Top of PROVIDED ENTRIES

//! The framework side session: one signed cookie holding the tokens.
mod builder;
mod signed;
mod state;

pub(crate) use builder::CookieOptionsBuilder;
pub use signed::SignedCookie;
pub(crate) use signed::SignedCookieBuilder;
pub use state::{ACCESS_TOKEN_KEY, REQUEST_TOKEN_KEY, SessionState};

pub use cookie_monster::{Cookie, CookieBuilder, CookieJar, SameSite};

Bottom of PROVIDED ENTRIES

* **WHAT YOU ARE ASKED TO DO**:
Every entry should be printed again exactly as it stands.

* **ANSWER AREA**:
//! The framework side session: one signed cookie holding the tokens.
mod builder;
mod signed;
mod state;

pub(crate) use builder::CookieOptionsBuilder;
pub use signed::SignedCookie;
pub(crate) use signed::SignedCookieBuilder;
pub use state::{ACCESS_TOKEN_KEY, REQUEST_TOKEN_KEY, SessionState};

pub use cookie_monster::{Cookie, CookieBuilder, CookieJar, SameSite};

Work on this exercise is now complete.